• ABOUT THIS EXERCISE:
Within the records, determine how many lines contain the word "false". Your reply must consist of that number only.

Records from a data collection:
______________________________
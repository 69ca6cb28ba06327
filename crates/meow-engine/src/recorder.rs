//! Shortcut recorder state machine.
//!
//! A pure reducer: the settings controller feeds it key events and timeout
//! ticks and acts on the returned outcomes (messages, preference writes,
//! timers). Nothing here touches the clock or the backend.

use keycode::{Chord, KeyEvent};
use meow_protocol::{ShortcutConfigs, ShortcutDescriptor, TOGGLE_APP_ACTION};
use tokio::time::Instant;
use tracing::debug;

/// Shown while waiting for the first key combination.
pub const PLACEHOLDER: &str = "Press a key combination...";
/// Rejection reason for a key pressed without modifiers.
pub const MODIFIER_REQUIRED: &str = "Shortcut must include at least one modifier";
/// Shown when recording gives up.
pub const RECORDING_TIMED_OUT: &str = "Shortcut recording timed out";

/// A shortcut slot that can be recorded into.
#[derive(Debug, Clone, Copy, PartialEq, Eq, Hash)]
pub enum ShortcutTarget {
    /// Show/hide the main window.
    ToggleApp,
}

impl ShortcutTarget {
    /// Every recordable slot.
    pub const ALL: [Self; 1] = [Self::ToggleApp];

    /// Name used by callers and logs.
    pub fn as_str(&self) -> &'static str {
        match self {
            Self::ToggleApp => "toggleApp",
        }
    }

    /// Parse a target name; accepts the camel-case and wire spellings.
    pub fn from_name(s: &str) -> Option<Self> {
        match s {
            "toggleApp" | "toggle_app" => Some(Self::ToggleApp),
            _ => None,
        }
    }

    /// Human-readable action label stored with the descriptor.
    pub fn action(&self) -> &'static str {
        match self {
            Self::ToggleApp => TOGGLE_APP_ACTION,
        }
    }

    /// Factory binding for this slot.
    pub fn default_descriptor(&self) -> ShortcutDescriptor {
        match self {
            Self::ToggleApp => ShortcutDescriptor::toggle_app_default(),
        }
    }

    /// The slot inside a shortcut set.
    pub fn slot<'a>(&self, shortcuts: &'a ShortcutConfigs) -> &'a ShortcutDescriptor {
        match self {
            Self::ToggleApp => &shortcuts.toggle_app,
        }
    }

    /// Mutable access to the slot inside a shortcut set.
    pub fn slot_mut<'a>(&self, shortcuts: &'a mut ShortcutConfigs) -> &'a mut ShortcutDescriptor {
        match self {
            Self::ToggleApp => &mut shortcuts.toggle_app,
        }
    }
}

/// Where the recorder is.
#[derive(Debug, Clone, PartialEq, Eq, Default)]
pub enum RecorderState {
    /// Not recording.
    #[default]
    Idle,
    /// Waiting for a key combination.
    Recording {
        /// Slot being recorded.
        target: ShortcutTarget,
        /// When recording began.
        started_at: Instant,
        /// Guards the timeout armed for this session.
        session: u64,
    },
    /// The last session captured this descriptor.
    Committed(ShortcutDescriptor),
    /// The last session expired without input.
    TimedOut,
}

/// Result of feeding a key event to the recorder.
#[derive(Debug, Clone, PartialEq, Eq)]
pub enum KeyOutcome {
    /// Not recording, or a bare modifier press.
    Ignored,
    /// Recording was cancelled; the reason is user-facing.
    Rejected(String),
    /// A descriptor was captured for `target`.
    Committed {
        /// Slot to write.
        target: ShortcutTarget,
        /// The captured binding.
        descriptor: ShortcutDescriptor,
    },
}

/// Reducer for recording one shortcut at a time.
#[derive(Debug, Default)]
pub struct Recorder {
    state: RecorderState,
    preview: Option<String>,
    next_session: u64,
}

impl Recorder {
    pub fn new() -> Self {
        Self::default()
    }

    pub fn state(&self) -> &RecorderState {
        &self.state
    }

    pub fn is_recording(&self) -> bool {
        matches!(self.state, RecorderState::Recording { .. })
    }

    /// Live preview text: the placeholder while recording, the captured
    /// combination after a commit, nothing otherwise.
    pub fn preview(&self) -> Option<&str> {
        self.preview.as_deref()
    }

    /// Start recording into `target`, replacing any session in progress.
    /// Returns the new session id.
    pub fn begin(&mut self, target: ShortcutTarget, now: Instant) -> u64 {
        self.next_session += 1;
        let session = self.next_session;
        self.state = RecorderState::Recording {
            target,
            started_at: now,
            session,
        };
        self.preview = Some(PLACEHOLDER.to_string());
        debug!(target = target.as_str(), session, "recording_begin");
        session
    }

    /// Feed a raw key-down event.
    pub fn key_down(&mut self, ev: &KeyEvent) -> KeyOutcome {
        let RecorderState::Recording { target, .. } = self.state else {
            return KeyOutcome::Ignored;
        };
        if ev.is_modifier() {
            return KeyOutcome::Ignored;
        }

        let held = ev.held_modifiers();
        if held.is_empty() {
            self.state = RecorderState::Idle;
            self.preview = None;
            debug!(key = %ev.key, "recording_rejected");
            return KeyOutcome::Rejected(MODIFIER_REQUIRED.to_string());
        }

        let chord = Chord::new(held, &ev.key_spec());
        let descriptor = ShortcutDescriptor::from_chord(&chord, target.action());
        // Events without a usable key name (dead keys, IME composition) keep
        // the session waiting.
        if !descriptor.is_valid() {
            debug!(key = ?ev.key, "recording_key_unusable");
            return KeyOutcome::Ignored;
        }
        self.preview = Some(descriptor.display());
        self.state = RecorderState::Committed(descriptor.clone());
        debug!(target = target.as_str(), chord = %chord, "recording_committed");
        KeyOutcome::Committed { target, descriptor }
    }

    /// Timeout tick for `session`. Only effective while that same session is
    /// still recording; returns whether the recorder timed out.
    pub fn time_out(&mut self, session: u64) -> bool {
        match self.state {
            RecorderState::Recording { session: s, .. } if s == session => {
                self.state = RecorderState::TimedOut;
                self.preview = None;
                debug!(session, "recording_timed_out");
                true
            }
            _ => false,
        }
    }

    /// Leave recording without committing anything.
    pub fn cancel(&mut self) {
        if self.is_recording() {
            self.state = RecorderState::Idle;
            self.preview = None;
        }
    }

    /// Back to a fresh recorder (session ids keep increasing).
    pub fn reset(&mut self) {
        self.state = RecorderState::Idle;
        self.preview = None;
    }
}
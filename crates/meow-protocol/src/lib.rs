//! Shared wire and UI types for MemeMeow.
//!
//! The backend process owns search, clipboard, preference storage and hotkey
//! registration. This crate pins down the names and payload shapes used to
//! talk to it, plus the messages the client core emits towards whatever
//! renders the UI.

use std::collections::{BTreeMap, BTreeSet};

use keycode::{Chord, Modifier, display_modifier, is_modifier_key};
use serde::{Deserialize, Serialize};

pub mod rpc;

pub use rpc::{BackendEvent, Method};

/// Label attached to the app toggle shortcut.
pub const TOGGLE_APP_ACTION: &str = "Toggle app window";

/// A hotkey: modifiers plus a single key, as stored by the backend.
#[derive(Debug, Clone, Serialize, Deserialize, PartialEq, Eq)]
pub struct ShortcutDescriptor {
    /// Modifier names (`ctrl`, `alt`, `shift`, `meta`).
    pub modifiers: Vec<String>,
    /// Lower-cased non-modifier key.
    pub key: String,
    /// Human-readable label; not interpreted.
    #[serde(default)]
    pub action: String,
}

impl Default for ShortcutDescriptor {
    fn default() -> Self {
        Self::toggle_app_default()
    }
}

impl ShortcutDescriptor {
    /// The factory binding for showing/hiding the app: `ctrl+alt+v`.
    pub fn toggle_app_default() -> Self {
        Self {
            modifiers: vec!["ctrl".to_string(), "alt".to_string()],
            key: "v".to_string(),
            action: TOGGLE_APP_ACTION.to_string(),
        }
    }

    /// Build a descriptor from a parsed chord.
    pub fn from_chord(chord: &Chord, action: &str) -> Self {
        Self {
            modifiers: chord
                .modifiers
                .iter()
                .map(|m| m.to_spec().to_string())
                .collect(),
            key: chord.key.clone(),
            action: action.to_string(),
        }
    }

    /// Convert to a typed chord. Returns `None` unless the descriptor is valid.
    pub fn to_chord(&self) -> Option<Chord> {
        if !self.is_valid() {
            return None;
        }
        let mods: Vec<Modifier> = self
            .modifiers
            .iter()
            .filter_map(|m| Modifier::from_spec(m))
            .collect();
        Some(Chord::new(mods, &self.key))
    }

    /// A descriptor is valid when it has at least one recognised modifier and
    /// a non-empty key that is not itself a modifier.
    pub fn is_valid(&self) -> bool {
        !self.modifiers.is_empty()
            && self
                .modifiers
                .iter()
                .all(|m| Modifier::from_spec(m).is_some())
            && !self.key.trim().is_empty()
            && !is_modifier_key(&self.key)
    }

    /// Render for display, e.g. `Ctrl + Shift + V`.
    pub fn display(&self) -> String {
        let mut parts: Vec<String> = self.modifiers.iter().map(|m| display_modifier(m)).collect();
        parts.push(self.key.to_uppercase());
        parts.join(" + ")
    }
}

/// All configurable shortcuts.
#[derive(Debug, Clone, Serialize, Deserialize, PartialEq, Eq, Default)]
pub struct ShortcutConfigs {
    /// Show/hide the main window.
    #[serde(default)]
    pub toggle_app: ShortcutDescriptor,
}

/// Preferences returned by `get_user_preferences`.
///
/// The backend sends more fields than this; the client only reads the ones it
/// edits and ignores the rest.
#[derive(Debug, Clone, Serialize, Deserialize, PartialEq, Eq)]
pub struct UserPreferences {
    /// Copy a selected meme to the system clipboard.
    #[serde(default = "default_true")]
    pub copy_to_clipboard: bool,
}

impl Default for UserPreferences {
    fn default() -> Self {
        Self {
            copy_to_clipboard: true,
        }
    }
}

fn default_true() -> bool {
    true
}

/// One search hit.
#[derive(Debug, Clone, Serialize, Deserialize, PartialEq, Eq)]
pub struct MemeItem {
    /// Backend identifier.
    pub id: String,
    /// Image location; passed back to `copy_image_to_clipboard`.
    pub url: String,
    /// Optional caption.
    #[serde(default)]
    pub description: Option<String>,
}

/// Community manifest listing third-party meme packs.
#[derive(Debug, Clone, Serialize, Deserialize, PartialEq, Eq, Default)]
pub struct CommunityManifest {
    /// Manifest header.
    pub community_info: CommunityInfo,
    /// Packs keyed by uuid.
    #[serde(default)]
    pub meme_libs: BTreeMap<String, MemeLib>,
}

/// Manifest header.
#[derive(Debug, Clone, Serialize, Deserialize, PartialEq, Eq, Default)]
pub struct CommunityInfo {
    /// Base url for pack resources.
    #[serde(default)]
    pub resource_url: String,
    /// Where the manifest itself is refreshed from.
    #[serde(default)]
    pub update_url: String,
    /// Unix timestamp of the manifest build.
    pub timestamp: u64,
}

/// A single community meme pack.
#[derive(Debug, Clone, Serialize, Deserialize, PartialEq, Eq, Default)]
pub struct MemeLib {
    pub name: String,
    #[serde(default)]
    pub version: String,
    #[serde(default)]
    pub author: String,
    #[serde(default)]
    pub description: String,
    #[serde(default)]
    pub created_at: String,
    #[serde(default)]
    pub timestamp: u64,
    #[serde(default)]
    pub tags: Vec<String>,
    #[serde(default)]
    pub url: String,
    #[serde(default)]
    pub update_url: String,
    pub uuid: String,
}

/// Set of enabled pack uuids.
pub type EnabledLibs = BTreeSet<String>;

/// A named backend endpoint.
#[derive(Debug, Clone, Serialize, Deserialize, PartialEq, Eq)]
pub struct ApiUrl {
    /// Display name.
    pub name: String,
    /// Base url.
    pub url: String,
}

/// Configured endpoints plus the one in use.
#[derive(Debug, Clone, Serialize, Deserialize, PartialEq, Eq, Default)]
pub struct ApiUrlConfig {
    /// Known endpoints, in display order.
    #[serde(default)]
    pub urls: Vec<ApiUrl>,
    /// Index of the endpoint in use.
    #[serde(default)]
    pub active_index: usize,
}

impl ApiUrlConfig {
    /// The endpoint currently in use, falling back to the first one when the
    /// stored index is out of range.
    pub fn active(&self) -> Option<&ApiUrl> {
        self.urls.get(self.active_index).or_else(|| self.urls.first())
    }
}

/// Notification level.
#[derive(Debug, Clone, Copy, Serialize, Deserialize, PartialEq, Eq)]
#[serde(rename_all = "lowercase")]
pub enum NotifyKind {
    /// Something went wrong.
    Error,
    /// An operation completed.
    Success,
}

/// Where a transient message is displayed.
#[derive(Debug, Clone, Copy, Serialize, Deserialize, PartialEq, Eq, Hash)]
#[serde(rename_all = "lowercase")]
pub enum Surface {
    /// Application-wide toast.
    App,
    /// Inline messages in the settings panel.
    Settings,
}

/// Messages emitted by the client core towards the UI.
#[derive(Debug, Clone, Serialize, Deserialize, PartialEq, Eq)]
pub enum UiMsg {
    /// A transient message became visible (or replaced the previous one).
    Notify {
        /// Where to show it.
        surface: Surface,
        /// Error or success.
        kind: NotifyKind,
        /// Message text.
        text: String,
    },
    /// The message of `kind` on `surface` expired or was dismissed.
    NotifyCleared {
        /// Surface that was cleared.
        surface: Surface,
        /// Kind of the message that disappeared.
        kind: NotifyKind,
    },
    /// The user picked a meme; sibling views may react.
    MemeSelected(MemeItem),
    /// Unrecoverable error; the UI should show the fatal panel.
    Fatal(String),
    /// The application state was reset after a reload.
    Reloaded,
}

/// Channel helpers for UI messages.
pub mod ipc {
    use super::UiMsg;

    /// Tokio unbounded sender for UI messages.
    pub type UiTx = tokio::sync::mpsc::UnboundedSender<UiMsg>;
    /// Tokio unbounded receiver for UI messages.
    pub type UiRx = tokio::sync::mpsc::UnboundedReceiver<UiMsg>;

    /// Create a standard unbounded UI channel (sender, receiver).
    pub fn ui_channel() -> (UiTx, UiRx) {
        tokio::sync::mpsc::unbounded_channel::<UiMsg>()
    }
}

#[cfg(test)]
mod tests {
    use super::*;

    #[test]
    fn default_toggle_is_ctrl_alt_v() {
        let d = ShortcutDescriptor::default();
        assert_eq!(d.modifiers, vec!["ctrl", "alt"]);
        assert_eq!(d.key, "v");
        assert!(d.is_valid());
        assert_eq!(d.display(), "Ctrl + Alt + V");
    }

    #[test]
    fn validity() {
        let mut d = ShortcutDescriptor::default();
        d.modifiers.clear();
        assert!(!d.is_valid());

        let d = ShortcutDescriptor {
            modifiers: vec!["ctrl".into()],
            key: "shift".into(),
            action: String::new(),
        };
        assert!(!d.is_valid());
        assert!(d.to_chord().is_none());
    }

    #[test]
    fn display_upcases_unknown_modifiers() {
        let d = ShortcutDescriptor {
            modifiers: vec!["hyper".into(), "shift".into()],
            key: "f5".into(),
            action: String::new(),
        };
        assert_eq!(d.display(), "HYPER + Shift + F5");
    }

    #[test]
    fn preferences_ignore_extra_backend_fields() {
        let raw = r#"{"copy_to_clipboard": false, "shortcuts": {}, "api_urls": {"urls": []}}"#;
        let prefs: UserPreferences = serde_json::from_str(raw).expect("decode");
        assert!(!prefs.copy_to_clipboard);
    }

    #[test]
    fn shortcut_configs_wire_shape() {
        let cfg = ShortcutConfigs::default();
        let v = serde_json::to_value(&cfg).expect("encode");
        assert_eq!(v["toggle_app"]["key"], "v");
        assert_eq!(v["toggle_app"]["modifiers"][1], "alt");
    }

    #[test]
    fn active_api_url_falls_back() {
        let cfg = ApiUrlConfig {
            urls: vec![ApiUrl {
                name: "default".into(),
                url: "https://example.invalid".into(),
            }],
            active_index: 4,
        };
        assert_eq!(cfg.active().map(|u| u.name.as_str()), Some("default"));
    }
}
______________________________
• RESPONSE BOX:
2